After Warren opened and the officers were introduced, Maud took over as Topicsmaster. Hen party ideas got away quickly – axe throwing was pitched with sincerity, dancing classes in sexy heels followed, and one member shared a stag story involving a booking miscommunication resulting in far more exclusive entertainment than planned. The "keep it simple" lobby made their case. The axe throwing contingent remained unmoved.Why do Irish people talk so much about America? J1 and J2 visas came first – generations heading west, though Australia is fast becoming the new America. Ireland has had a hand in electing 13 American presidents, and it remains a place you could simply go and be yourself. Hard not to have opinions. When do members feel most at peace? Family, doing something terrifying anyway, and surfing – even when it looks from the beach like you have no idea what you are doing.
Rag Week memories was the moment the evening found its stride. One member confessed to a twenty-person wheelbarrow race, pints throughout, ten bars, and a landlady's house that did not survive.
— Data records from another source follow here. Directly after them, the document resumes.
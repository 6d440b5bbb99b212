use std::io::ErrorKind;

/// Errors that can occur during frame encoding/decoding.
#[derive(Debug, thiserror::Error)]
pub enum FrameError {
    /// Fewer than 4 header bytes arrived before the stream ended.
    #[error("truncated frame header ({received} of 4 bytes received)")]
    TruncatedHeader { received: usize },

    /// The declared total length cannot even cover the header.
    #[error("invalid frame length {length} (must be at least 4)")]
    InvalidLength { length: u32 },

    /// The frame exceeds the configured or representable maximum size.
    #[error("frame too large ({size} bytes, max {max})")]
    PayloadTooLarge { size: usize, max: usize },

    /// The connection was closed before the declared payload was received.
    #[error("connection closed after {received} of {expected} payload bytes")]
    ConnectionClosed { expected: usize, received: usize },

    /// An I/O error occurred while reading or writing frames.
    #[error("frame I/O error: {0}")]
    Io(#[from] std::io::Error),
}

impl FrameError {
    /// True for violations of the wire format, as opposed to I/O failures.
    pub fn is_protocol(&self) -> bool {
        !matches!(self, FrameError::Io(_))
    }

    /// True when a socket read or write timeout elapsed.
    pub fn is_timeout(&self) -> bool {
        matches!(
            self,
            FrameError::Io(err)
                if matches!(err.kind(), ErrorKind::WouldBlock | ErrorKind::TimedOut)
        )
    }
}

pub type Result<T> = std::result::Result<T, FrameError>;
Twenty years of guilt followed. Another described their Galway Masters as a chance to let their hair down – which, after that testimony, sounded like a spa break.
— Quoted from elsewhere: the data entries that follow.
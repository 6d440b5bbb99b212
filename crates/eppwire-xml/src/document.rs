use std::io::Read;

use quick_xml::events::{BytesCData, BytesDecl, BytesEnd, BytesStart, BytesText, Event};
use quick_xml::Writer;

use crate::error::{Result, SyntaxError, XmlError};
use crate::validator::{is_name, is_xml_char, scan, Markup};

/// A parsed or built XML document.
#[derive(Debug, Clone, PartialEq, Eq)]
pub struct Document {
    root: Element,
}

/// An element with its attributes (in source order) and children.
#[derive(Debug, Clone, PartialEq, Eq)]
pub struct Element {
    name: String,
    attributes: Vec<(String, String)>,
    children: Vec<Node>,
}

/// Content of an element.
#[derive(Debug, Clone, PartialEq, Eq)]
pub enum Node {
    Element(Element),
    Text(String),
    CData(String),
    Comment(String),
}

impl Document {
    /// Wrap a root element.
    pub fn new(root: Element) -> Self {
        Self { root }
    }

    /// Parse a well-formed document.
    pub fn parse(payload: &[u8]) -> std::result::Result<Self, SyntaxError> {
        let mut stack: Vec<Element> = Vec::new();
        let mut root = None;

        scan(payload, |markup| match markup {
            Markup::Open {
                name,
                attributes,
                empty,
            } => {
                let element = Element {
                    name,
                    attributes,
                    children: Vec::new(),
                };
                if empty {
                    attach(&mut stack, &mut root, element);
                } else {
                    stack.push(element);
                }
            }
            Markup::Close => {
                if let Some(element) = stack.pop() {
                    attach(&mut stack, &mut root, element);
                }
            }
            Markup::Text(text) => push_node(&mut stack, Node::Text(text)),
            Markup::CData(text) => push_node(&mut stack, Node::CData(text)),
            Markup::Comment(text) => push_node(&mut stack, Node::Comment(text)),
        })?;

        // scan guarantees exactly one closed root on success
        root.map(Self::new)
            .ok_or_else(|| SyntaxError::new("document has no root element", payload.len(), payload))
    }

    /// Read everything from `reader` and parse it.
    pub fn parse_reader<R: Read>(mut reader: R) -> Result<Self> {
        let mut payload = Vec::new();
        reader.read_to_end(&mut payload)?;
        Ok(Self::parse(&payload)?)
    }

    pub fn root(&self) -> &Element {
        &self.root
    }

    pub fn root_mut(&mut self) -> &mut Element {
        &mut self.root
    }

    pub fn into_root(self) -> Element {
        self.root
    }

    /// Serialize with an XML declaration and escaped content.
    pub fn to_bytes(&self) -> Result<Vec<u8>> {
        let mut writer = Writer::new(Vec::new());
        writer
            .write_event(Event::Decl(BytesDecl::new("1.0", Some("UTF-8"), Some("no"))))
            .map_err(serialize_error)?;
        writer
            .write_event(Event::Text(BytesText::from_escaped("\n")))
            .map_err(serialize_error)?;
        write_element(&mut writer, &self.root)?;
        Ok(writer.into_inner())
    }

    /// Serialize to a string; see [`Document::to_bytes`].
    pub fn to_xml_string(&self) -> Result<String> {
        String::from_utf8(self.to_bytes()?).map_err(|err| XmlError::Serialize(err.to_string()))
    }
}

impl From<Element> for Document {
    fn from(root: Element) -> Self {
        Self::new(root)
    }
}

fn attach(stack: &mut [Element], root: &mut Option<Element>, element: Element) {
    match stack.last_mut() {
        Some(parent) => parent.children.push(Node::Element(element)),
        None => *root = Some(element),
    }
}

fn push_node(stack: &mut [Element], node: Node) {
    if let Some(parent) = stack.last_mut() {
        parent.children.push(node);
    }
}

fn serialize_error(err: impl std::fmt::Display) -> XmlError {
    XmlError::Serialize(err.to_string())
}

fn write_element(writer: &mut Writer<Vec<u8>>, element: &Element) -> Result<()> {
    if !is_name(&element.name) {
        return Err(XmlError::Serialize(format!(
            "invalid element name '{}'",
            element.name
        )));
    }
    let mut start = BytesStart::new(element.name.as_str());
    for (key, value) in &element.attributes {
        if !is_name(key) {
            return Err(XmlError::Serialize(format!(
                "invalid attribute name '{key}' on <{}>",
                element.name
            )));
        }
        check_chars(value)?;
        start.push_attribute((key.as_str(), value.as_str()));
    }

    if element.children.is_empty() {
        return writer
            .write_event(Event::Empty(start))
            .map_err(serialize_error);
    }

    writer
        .write_event(Event::Start(start))
        .map_err(serialize_error)?;
    for child in &element.children {
        match child {
            Node::Element(inner) => write_element(writer, inner)?,
            Node::Text(text) => {
                check_chars(text)?;
                writer
                    .write_event(Event::Text(BytesText::new(text)))
                    .map_err(serialize_error)?
            }
            Node::CData(text) => {
                check_chars(text)?;
                write_cdata(writer, text)?
            }
            Node::Comment(text) => {
                check_chars(text)?;
                if text.contains("--") || text.ends_with('-') {
                    return Err(XmlError::Serialize(format!(
                        "comment may not contain '--' or end with '-': {text:?}"
                    )));
                }
                writer
                    .write_event(Event::Comment(BytesText::from_escaped(text.as_str())))
                    .map_err(serialize_error)?
            }
        }
    }
    writer
        .write_event(Event::End(BytesEnd::new(element.name.as_str())))
        .map_err(serialize_error)
}

/// A CDATA section cannot hold `]]>`, so the text is split across sections
/// between `]]` and `>`.
fn write_cdata(writer: &mut Writer<Vec<u8>>, text: &str) -> Result<()> {
    let mut rest = text;
    while let Some(idx) = rest.find("]]>") {
        let (section, tail) = rest.split_at(idx + 2);
        writer
            .write_event(Event::CData(BytesCData::new(section)))
            .map_err(serialize_error)?;
        rest = tail;
    }
    writer
        .write_event(Event::CData(BytesCData::new(rest)))
        .map_err(serialize_error)
}

fn check_chars(text: &str) -> Result<()> {
    match text.chars().find(|&c| !is_xml_char(c)) {
        Some(c) => Err(XmlError::Serialize(format!(
            "character U+{:04X} cannot be written to XML",
            u32::from(c)
        ))),
        None => Ok(()),
    }
}

impl Element {
    pub fn new(name: impl Into<String>) -> Self {
        Self {
            name: name.into(),
            attributes: Vec::new(),
            children: Vec::new(),
        }
    }

    /// Set an attribute, replacing an existing value with the same name.
    pub fn with_attribute(mut self, name: impl Into<String>, value: impl Into<String>) -> Self {
        self.set_attribute(name, value);
        self
    }

    pub fn with_child(mut self, child: Element) -> Self {
        self.children.push(Node::Element(child));
        self
    }

    pub fn with_text(mut self, text: impl Into<String>) -> Self {
        self.children.push(Node::Text(text.into()));
        self
    }

    pub fn with_node(mut self, node: Node) -> Self {
        self.children.push(node);
        self
    }

    pub fn set_attribute(&mut self, name: impl Into<String>, value: impl Into<String>) {
        let name = name.into();
        let value = value.into();
        match self.attributes.iter_mut().find(|(key, _)| *key == name) {
            Some(slot) => slot.1 = value,
            None => self.attributes.push((name, value)),
        }
    }

    pub fn push_child(&mut self, child: Element) {
        self.children.push(Node::Element(child));
    }

    pub fn name(&self) -> &str {
        &self.name
    }

    /// Name without a namespace prefix.
    pub fn local_name(&self) -> &str {
        self.name
            .split_once(':')
            .map_or(self.name.as_str(), |(_, local)| local)
    }

    pub fn attribute(&self, name: &str) -> Option<&str> {
        self.attributes
            .iter()
            .find(|(key, _)| key == name)
            .map(|(_, value)| value.as_str())
    }

    pub fn attributes(&self) -> &[(String, String)] {
        &self.attributes
    }

    pub fn children(&self) -> &[Node] {
        &self.children
    }

    /// Direct child elements, skipping text and comments.
    pub fn child_elements(&self) -> impl Iterator<Item = &Element> {
        self.children.iter().filter_map(|node| match node {
            Node::Element(element) => Some(element),
            _ => None,
        })
    }

    /// First descendant (depth-first, self excluded) whose name or local
    /// name matches.
    pub fn find(&self, name: &str) -> Option<&Element> {
        for child in self.child_elements() {
            if child.name == name || child.local_name() == name {
                return Some(child);
            }
            if let Some(found) = child.find(name) {
                return Some(found);
            }
        }
        None
    }

    /// Concatenated text and CDATA content of this element's direct children.
    pub fn text(&self) -> String {
        self.children
            .iter()
            .filter_map(|node| match node {
                Node::Text(text) | Node::CData(text) => Some(text.as_str()),
                _ => None,
            })
            .collect()
    }
}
Three excellent speeches followed. Bea's "Silence Isn't Always Quiet: What Meditation Taught Me" was personal and moving – feeling herself gliding, the beads that stayed the same while she had changed, noticing discomfort without turning away. "Without silence, your mind reveals all" and "what you chase, you don't get" left the room reconsidering their screen time. Pat made economics gripping with his speech on the Irish pharmaceutical industry – 50% of Irish exports, €1.5 billion in wages, roots in the 1950s, workforce built from the ground up. He closed on tariff uncertainty with: "We know us Irish – we have the ability to dig ourselves out of holes." . Kathy's "Lessons Learned" explored interdependence, lifting the weakest, and the daily challenge: "Did I lead? Did I waffle?", her research led approach to learning to lead, showed that there is much more behind the being a leader and that while some are born to lead it is those who do the work who become the ones worth following.
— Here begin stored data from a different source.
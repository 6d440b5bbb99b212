use std::net::SocketAddr;

use bytes::Bytes;
use tracing::debug;

use crate::config::{ConnectOptions, ConnectionParams};
use crate::error::{ClientError, Result};
use crate::input::{FrameInput, Payload};
use crate::representation::{RawXml, Representation};
use crate::session::{Session, SessionState};

/// A blocking client for one server connection at a time.
///
/// `R` decides what received frames look like: [`RawXml`] hands back the
/// payload bytes, [`crate::ParsedDocument`] a parsed document.
///
/// ```no_run
/// use eppwire_client::{ConnectionParams, EppClient};
///
/// # fn main() -> eppwire_client::Result<()> {
/// let params = ConnectionParams::for_host("epp.example.test")?.with_tls(true);
/// let mut client = EppClient::new(params);
/// let greeting = client.connect()?;
/// println!("{}", String::from_utf8_lossy(&greeting));
/// let response = client.request("<epp><hello/></epp>")?;
/// println!("{}", String::from_utf8_lossy(&response));
/// client.disconnect();
/// # Ok(())
/// # }
/// ```
#[derive(Debug)]
pub struct EppClient<R: Representation = RawXml> {
    params: ConnectionParams,
    representation: R,
    session: Session,
    greeting: Option<Bytes>,
}

impl EppClient<RawXml> {
    /// A client returning raw payload bytes.
    pub fn new(params: ConnectionParams) -> Self {
        Self::with_representation(params, RawXml)
    }
}

impl<R: Representation> EppClient<R> {
    pub fn with_representation(params: ConnectionParams, representation: R) -> Self {
        Self {
            params,
            representation,
            session: Session::new(),
            greeting: None,
        }
    }

    /// Connect with default options and return the server greeting.
    pub fn connect(&mut self) -> Result<R::Output> {
        self.connect_with(&ConnectOptions::default())
    }

    /// Connect and return the server greeting.
    ///
    /// The raw greeting stays available from [`EppClient::greeting`].
    pub fn connect_with(&mut self, options: &ConnectOptions) -> Result<R::Output> {
        self.greeting = None;
        let greeting = self.session.open(&self.params, options)?;
        self.greeting = Some(greeting.clone());
        self.representation.convert(greeting)
    }

    /// Send one frame.
    ///
    /// Text and file input must be well-formed XML; otherwise nothing is
    /// written and a syntax error carrying the text is returned.
    pub fn send_frame(&mut self, input: impl Into<FrameInput>) -> Result<()> {
        if !self.session.is_connected() {
            return Err(ClientError::NotConnected);
        }
        let payload = input.into().into_payload()?;
        self.send_payload(&payload)
    }

    /// Send a payload that was already prepared with
    /// [`FrameInput::into_payload`].
    pub fn send_payload(&mut self, payload: &Payload) -> Result<()> {
        self.session.send(payload.as_bytes())
    }

    /// Wait for the next frame.
    pub fn get_frame(&mut self) -> Result<R::Output> {
        let payload = self.session.receive()?;
        self.representation.convert(payload)
    }

    /// Send one frame and wait for the answer.
    pub fn request(&mut self, input: impl Into<FrameInput>) -> Result<R::Output> {
        self.send_frame(input)?;
        self.get_frame()
    }

    /// Drop the connection. Sends nothing; safe to repeat.
    pub fn disconnect(&mut self) {
        debug!(host = self.params.host(), "disconnect");
        self.session.close();
    }

    /// Raw payload of the greeting from the most recent connect.
    pub fn greeting(&self) -> Option<&Bytes> {
        self.greeting.as_ref()
    }

    pub fn params(&self) -> &ConnectionParams {
        &self.params
    }

    pub fn representation(&self) -> &R {
        &self.representation
    }

    pub fn is_connected(&self) -> bool {
        self.session.is_connected()
    }

    pub fn state(&self) -> SessionState {
        self.session.state()
    }

    pub fn peer(&self) -> Option<SocketAddr> {
        self.session.peer()
    }
}

#[cfg(test)]
mod tests {
    use std::io::{Read, Write};
    use std::time::Duration;

    use eppwire_xml::{Element, ScratchSpace};

    use super::*;
    use crate::representation::ParsedDocument;
    use crate::testing::{frame, greet_and_record, greet_and_reply, serve, GREETING};

    fn params(port: u16) -> ConnectionParams {
        ConnectionParams::new("127.0.0.1", port).expect("params should be valid")
    }

    #[test]
    fn connect_returns_greeting_without_explicit_receive() {
        let (port, server) = greet_and_record();
        let mut client = EppClient::new(params(port));

        let greeting = client.connect().expect("connect should succeed");
        assert_eq!(greeting.as_ref(), b"<epp><greeting/></epp>");
        assert_eq!(client.greeting().map(|g| g.len()), Some(22));
        assert!(client.is_connected());

        client.disconnect();
        assert!(server.join().expect("server thread").is_empty());
    }

    #[test]
    fn send_frame_writes_length_prefixed_payload() {
        let (port, server) = greet_and_record();
        let mut client = EppClient::new(params(port));
        client.connect().expect("connect");

        client
            .send_frame("<epp><logout/></epp>")
            .expect("send should succeed");
        client.disconnect();

        let wire = server.join().expect("server thread");
        assert_eq!(&wire[..4], &[0x00, 0x00, 0x00, 0x18]);
        assert_eq!(&wire[4..], b"<epp><logout/></epp>");
    }

    #[test]
    fn missing_path_fails_validation_and_sends_nothing() {
        let (port, server) = greet_and_record();
        let mut client = EppClient::new(params(port));
        client.connect().expect("connect");

        let err = client
            .send_frame(FrameInput::detect("/nonexistent/eppwire/logout.xml"))
            .unwrap_err();
        match &err {
            ClientError::Syntax { source, .. } => {
                assert_eq!(source.document(), "/nonexistent/eppwire/logout.xml");
            }
            other => panic!("unexpected error: {other}"),
        }
        assert!(err.to_string().contains("/nonexistent/eppwire/logout.xml"));
        assert!(client.is_connected());

        client.disconnect();
        assert!(server.join().expect("server thread").is_empty());
    }

    #[test]
    fn prepared_payload_is_sent_as_is() {
        let (port, server) = greet_and_record();
        let mut client = EppClient::new(params(port));
        let payload = FrameInput::from("<epp><logout/></epp>")
            .into_payload()
            .expect("payload");
        client.connect().expect("connect");

        client.send_payload(&payload).expect("send");
        client.disconnect();

        let wire = server.join().expect("server thread");
        assert_eq!(&wire[..4], &[0x00, 0x00, 0x00, 0x18]);
        assert_eq!(&wire[4..], payload.as_bytes());
        assert!(matches!(
            client.send_payload(&payload),
            Err(ClientError::NotConnected)
        ));
    }

    #[test]
    fn request_sends_and_receives() {
        let (port, server) = greet_and_reply(b"<epp><response/></epp>", 2);
        let mut client = EppClient::new(params(port));
        client.connect().expect("connect");

        let first = client.request("<epp><hello/></epp>").expect("first");
        let second = client
            .request(Element::new("epp").with_child(Element::new("hello")))
            .expect("second");
        assert_eq!(first.as_ref(), b"<epp><response/></epp>");
        assert_eq!(second, first);

        client.disconnect();
        let requests = server.join().expect("server thread");
        assert_eq!(requests[0], b"<epp><hello/></epp>");
        assert!(String::from_utf8_lossy(&requests[1]).starts_with("<?xml version=\"1.0\""));
    }

    #[test]
    fn operations_after_disconnect_are_not_connected() {
        let (port, server) = greet_and_record();
        let mut client = EppClient::new(params(port));
        client.connect().expect("connect");

        client.disconnect();
        client.disconnect();
        assert_eq!(client.state(), SessionState::Closed);
        assert!(matches!(
            client.send_frame("<epp><hello/></epp>"),
            Err(ClientError::NotConnected)
        ));
        assert!(matches!(client.get_frame(), Err(ClientError::NotConnected)));
        server.join().expect("server thread");
    }

    #[test]
    fn send_before_connect_is_not_connected() {
        let mut client = EppClient::new(params(700));
        assert_eq!(client.state(), SessionState::Unconnected);
        assert!(matches!(
            client.send_frame("<epp><hello/></epp>"),
            Err(ClientError::NotConnected)
        ));
        assert!(client.greeting().is_none());
    }

    #[test]
    fn parsed_mode_returns_documents() {
        let (port, server) =
            greet_and_reply(br#"<epp><response><result code="1000"/></response></epp>"#, 1);
        let mut client = EppClient::with_representation(params(port), ParsedDocument::new());

        let greeting = client.connect().expect("connect");
        assert_eq!(greeting.root().name(), "epp");
        assert_eq!(client.greeting().map(|g| &g[..]), Some(GREETING));

        let response = client.request("<epp><hello/></epp>").expect("request");
        assert_eq!(
            response.root().find("result").and_then(|r| r.attribute("code")),
            Some("1000")
        );

        client.disconnect();
        server.join().expect("server thread");
    }

    #[test]
    fn parsed_mode_rejects_malformed_server_frame() {
        let (port, server) = serve(|mut sock| {
            sock.write_all(&frame(GREETING)).expect("greeting");
            sock.write_all(&frame(b"<epp><response></epp>")).expect("bad frame");
            let mut sink = Vec::new();
            let _ = sock.read_to_end(&mut sink);
        });
        let dir = tempfile::tempdir().expect("temp dir");
        let repr = ParsedDocument::with_scratch(ScratchSpace::new(dir.path()));
        let mut client = EppClient::with_representation(params(port), repr);

        client.connect().expect("connect");
        let err = client.get_frame().unwrap_err();
        assert!(matches!(err, ClientError::Syntax { .. }), "{err}");
        assert_eq!(std::fs::read_dir(dir.path()).expect("dir").count(), 0);
        // framing is intact, only the content was rejected
        assert!(client.is_connected());

        client.disconnect();
        server.join().expect("server thread");
    }

    #[test]
    fn read_timeout_fails_client() {
        let (port, server) = greet_and_record();
        let mut client = EppClient::new(params(port));
        let options = ConnectOptions::default().with_read_timeout(Duration::from_millis(50));
        client.connect_with(&options).expect("connect");

        assert!(matches!(client.get_frame(), Err(ClientError::Timeout(_))));
        assert_eq!(client.state(), SessionState::Failed);
        assert!(!client.is_connected());
        server.join().expect("server thread");
    }

    #[test]
    fn client_is_send() {
        fn assert_send<T: Send>() {}
        assert_send::<EppClient>();
        assert_send::<EppClient<ParsedDocument>>();
    }
}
Ali brought a thoughtful Creative Corner – in a world where division feels ever present, she had us find what we all have in common, a timely reminder of how much more unites us than separates us. The evaluators then delivered superb experience-led evaluations on all three speeches, and Michael as General Evaluator gathered the Ah-Counter and Timekeeper reports before giving his overview of the evening. Toastmaster Helen closed out another superb and exciting Toastmasters meeting.